La nostalgia por los años ochenta debió empezar en algún momento entre la marcha Radetzky y los saltos de esquí de Garmisch del 1 de enero de 1990. No hubo década más inmediatamente glorificada.
Fueron unos años efervescentes. El mismo partido que hoy lidera el ejecutivo los gobernó con mayoría absoluta en su casi totalidad. España entró en la Europa comunitaria como el país miembro en el que, según su ministro de Economía, era más fácil y rápido hacerse rico.
Aquel decenio de música pop fue calificado como su edad de oro. Así se empaquetó en dos antologías de discos compactos (¡ah!) a principios de este siglo, para que los entonces tardoadolescentes supiéramos que los 40 principales que nos precedieron eran mejores que los que nos habían tocado en suerte. Si la frase "si te acuerdas de la Movida, es que no la viviste" se ha aceptado como un axioma. Madrid ha sido el paraíso de los zombis.
Ana Diosdado escribió Los ochenta son nuestros antes de que estos hubiesen terminado. Garci ganó el primer Oscar para el cine español en una década en la que nuestra cinematografía estuvo presente en seis ediciones de los premios. Una generación se adentró en la cinefilia devorando cintas Beta y VHS alquiladas en cualquiera de los videoclubs que aparecían como setas en los barrios. Se rompió el monopolio público de la televisión y enseguida se echó de menos a Pilar Miró.
Para que la década de los noventa la terminara sustituyendo como referente nostálgico, tuvieron que alcanzar la treintena aquellos que pasaron en ella el grueso de su infancia.
Hoy no queda casi nada de todo lo anterior en la conversación pública. Es interesante preguntarse por qué. La llegada a la primera línea de la política de una nueva hornada construida sobre el victimismo ha conseguido reescribir un relato que teníamos aprendido de memoria.

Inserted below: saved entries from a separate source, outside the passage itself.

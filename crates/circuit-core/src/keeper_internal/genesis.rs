use super::super::Keeper;
use crate::error::{CircuitError, CircuitResult};
use crate::genesis::{GenesisAccountPermissions, GenesisState};
use crate::store::KvStore;
use std::collections::BTreeMap;

pub(crate) fn export_genesis_impl(
    keeper: &Keeper,
    store: &dyn KvStore,
) -> CircuitResult<GenesisState> {
    let mut account_permissions = Vec::new();
    keeper
        .permissions
        .walk::<CircuitError, _>(store, |address, permissions| {
            let address = keeper.address_codec().bytes_to_string(&address)?;
            account_permissions.push(GenesisAccountPermissions {
                address,
                permissions,
            });
            Ok(false)
        })?;

    let mut disabled_type_urls = BTreeMap::new();
    keeper
        .disable_list
        .walk::<CircuitError, _>(store, |type_url, record| {
            disabled_type_urls.insert(type_url, record);
            Ok(false)
        })?;

    tracing::info!(
        permissions = account_permissions.len(),
        disabled = disabled_type_urls.len(),
        "exported circuit genesis"
    );

    Ok(GenesisState {
        account_permissions,
        disabled_type_urls,
    })
}

pub(crate) fn init_genesis_impl(
    keeper: &Keeper,
    store: &dyn KvStore,
    state: &GenesisState,
) -> CircuitResult<()> {
    state.validate(keeper.address_codec())?;

    for account in &state.account_permissions {
        let address = keeper.address_codec().string_to_bytes(&account.address)?;
        super::admin::set_permissions_impl(keeper, store, &address, &account.permissions)?;
    }

    for (type_url, record) in &state.disabled_type_urls {
        super::admin::trip_impl(keeper, store, type_url, record.clone())?;
    }

    tracing::info!(
        permissions = state.account_permissions.len(),
        disabled = state.disabled_type_urls.len(),
        "imported circuit genesis"
    );
    Ok(())
}
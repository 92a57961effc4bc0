use super::super::args::CheckArgs;
use super::session::{block_time, Session};
use crate::exit_codes::{for_circuit_error, EXIT_SUCCESS};
use anyhow::Context as _;
use circuit_core::ante::{run_tx, AnteChain, CircuitBreakerDecorator, ExecMode};
use circuit_core::tx::JsonTx;
use circuit_core::CircuitError;

pub(crate) fn exec_mode(args: &CheckArgs) -> ExecMode {
    if args.commit {
        ExecMode::Deliver
    } else if args.simulate {
        ExecMode::Simulate
    } else {
        ExecMode::Check
    }
}

pub(crate) fn run(session: &Session, args: CheckArgs) -> anyhow::Result<i32> {
    let text = std::fs::read_to_string(&args.tx_file)
        .with_context(|| format!("failed to read {}", args.tx_file.display()))?;
    let tx = JsonTx::from_json(&text)?.decode(session.keeper.address_codec())?;
    let time = block_time(args.at)?;
    let mode = exec_mode(&args);

    let chain = AnteChain::new().with(CircuitBreakerDecorator::new(session.keeper.clone()));
    match run_tx(&chain, &session.store, time, &tx, mode) {
        Ok(outcome) => {
            println!(
                "accepted mode={:?} committed={} discarded={}",
                mode, outcome.committed_writes, outcome.discarded_writes
            );
            Ok(EXIT_SUCCESS)
        }
        Err(e @ (CircuitError::NotPermitted { .. } | CircuitError::UnsupportedMessage { .. })) => {
            println!("rejected reason={} error={}", e.reason_code(), e);
            Ok(for_circuit_error(&e))
        }
        Err(e) => Err(e.into()),
    }
}
//! SQLite schema for the key-value backend.
//!
//! Tables:
//! - `kv`: ordered byte keys to encoded records

/// DDL for the key-value table.
///
/// Schema version: 1
pub const KV_SCHEMA: &str = r#"
-- BLOB keys compare with memcmp, which gives the byte order prefix scans rely on
CREATE TABLE IF NOT EXISTS kv (
    key    BLOB PRIMARY KEY,
    value  BLOB NOT NULL
) WITHOUT ROWID;
"#;
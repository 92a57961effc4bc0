use super::super::{Evaluation, Keeper, Outcome};
use crate::error::CircuitResult;
use crate::store::KvStore;
use std::collections::HashSet;

pub(crate) fn evaluate_impl(
    keeper: &Keeper,
    store: &dyn KvStore,
    now: i64,
    type_url: &str,
    signers: &[Vec<u8>],
) -> CircuitResult<Evaluation> {
    let eval = decide(keeper, store, now, type_url, signers)?;
    tracing::debug!(
        msg.url = %type_url,
        allowed = eval.allowed,
        outcome = eval.outcome.as_str(),
        "circuit check"
    );
    Ok(eval)
}

fn decide(
    keeper: &Keeper,
    store: &dyn KvStore,
    now: i64,
    type_url: &str,
    signers: &[Vec<u8>],
) -> CircuitResult<Evaluation> {
    // Default-allow: a type with no trip record is never gated.
    let Some(filtered) = keeper.disable_list.get(store, type_url)? else {
        return Ok(Evaluation::allow(Outcome::NotTripped));
    };

    if signer_bypasses(keeper, &filtered.bypass_set, signers, type_url) {
        return Ok(Evaluation::allow(Outcome::Bypassed));
    }

    if filtered.is_expired_at(now) {
        keeper.disable_list.remove(store, type_url)?;
        tracing::info!(
            msg.url = %type_url,
            expires_at = filtered.expires_at,
            now,
            "tripped circuit expired, record reclaimed"
        );
        return Ok(Evaluation::reclaimed());
    }

    Ok(Evaluation::deny())
}

fn signer_bypasses<'a, I>(
    keeper: &Keeper,
    bypass_set: I,
    signers: &[Vec<u8>],
    type_url: &str,
) -> bool
where
    I: IntoIterator<Item = &'a String>,
{
    if signers.is_empty() {
        return false;
    }

    let signer_set: HashSet<&[u8]> = signers.iter().map(Vec::as_slice).collect();
    bypass_set
        .into_iter()
        .any(|bypasser| match keeper.address_codec().string_to_bytes(bypasser) {
            Ok(bytes) => signer_set.contains(bytes.as_slice()),
            Err(e) => {
                // Undecodable entries cannot name any signer.
                tracing::warn!(
                    msg.url = %type_url,
                    bypasser = %bypasser,
                    error = %e,
                    "skipping invalid bypass entry"
                );
                false
            }
        })
}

Quizá esa sea la razón de ser de "disruptivo", ese vocablo atroz que muchas veces se usa como adjetivo de las medidas que aplican. Hasta que ellos llegaron, todo era oscuridad. Lo leí en el antiguo Twitter: ante la imposibilidad de mejorar el futuro se opta por hacer peor el pasado. Sólo así pueden encajar las piezas.
La reescritura puede hacerse en ambas direcciones. Los recientes aniversarios así lo demuestran. El drama de marzo de 2004 se analiza únicamente desde las anteojeras (ideológicas) de veinte años después. El de marzo de 2020 se transforma en un relato épico que cuesta creer que sus promotores suscriban.
Se suma otro factor. La ola de puritanismo de dedo índice enhiesto que hemos dado en llamar woke despertó un nuevo tipo de nostalgia por los ochenta. Se podían decir cosas sin temor al linchamiento.
Ante la imposibilidad de mejorar el futuro les queda empeorar el pasado. https://t.co/sjh5kXpBKK
— jaja (@gutarno) March 3, 2024
Abundan los ejemplos. Uno de los más ruidosos de las últimas semanas es ese que muestra a un actor relatando cómo le pegaban en el metro por ir leyendo. No dudamos de este triste caso particular. Sí impugnamos que sea representativo de un "zeitgeist".
Hemos aprendido que a una narrativa oficial se le puede dar la vuelta como un calcetín. De este modo, los ochenta no serían ya las florecientes comedias de ejecutivos de Trueba y de Colomo, sino la filmografía completa de Eloy de la Iglesia.
De la explosión de libertad se ha pasado a un retrato indistinguible de la primera postguerra. Aquella España no era más que un interminable chiste de Arévalo en el que ninguna minoría quedaba sin ofender.
Cambia el símbolo. De Alaska a El Fary. Hace exactamente cuarenta años que concursaron juntos en una edición de Un, dos, tres… responda otra vez protagonizada por famosos. Ella acababa de lanzar con Dinarama Deseo Carnal, un álbum en el que se incluían Un hombre de verdad, Ni tu nadie o Cómo pudiste hacerme esto a mí. (Es un milagro que esta última canción se pueda seguir radiando).
"Suerte", dice, como era costumbre, la azafata que les ofrece los sobres con las preguntas. "Suerte la de tu novio", contesta él. Tanto la aludida como Mayra y Alaska se ríen.
Hubo un día en que los ochenta fueron nuestros.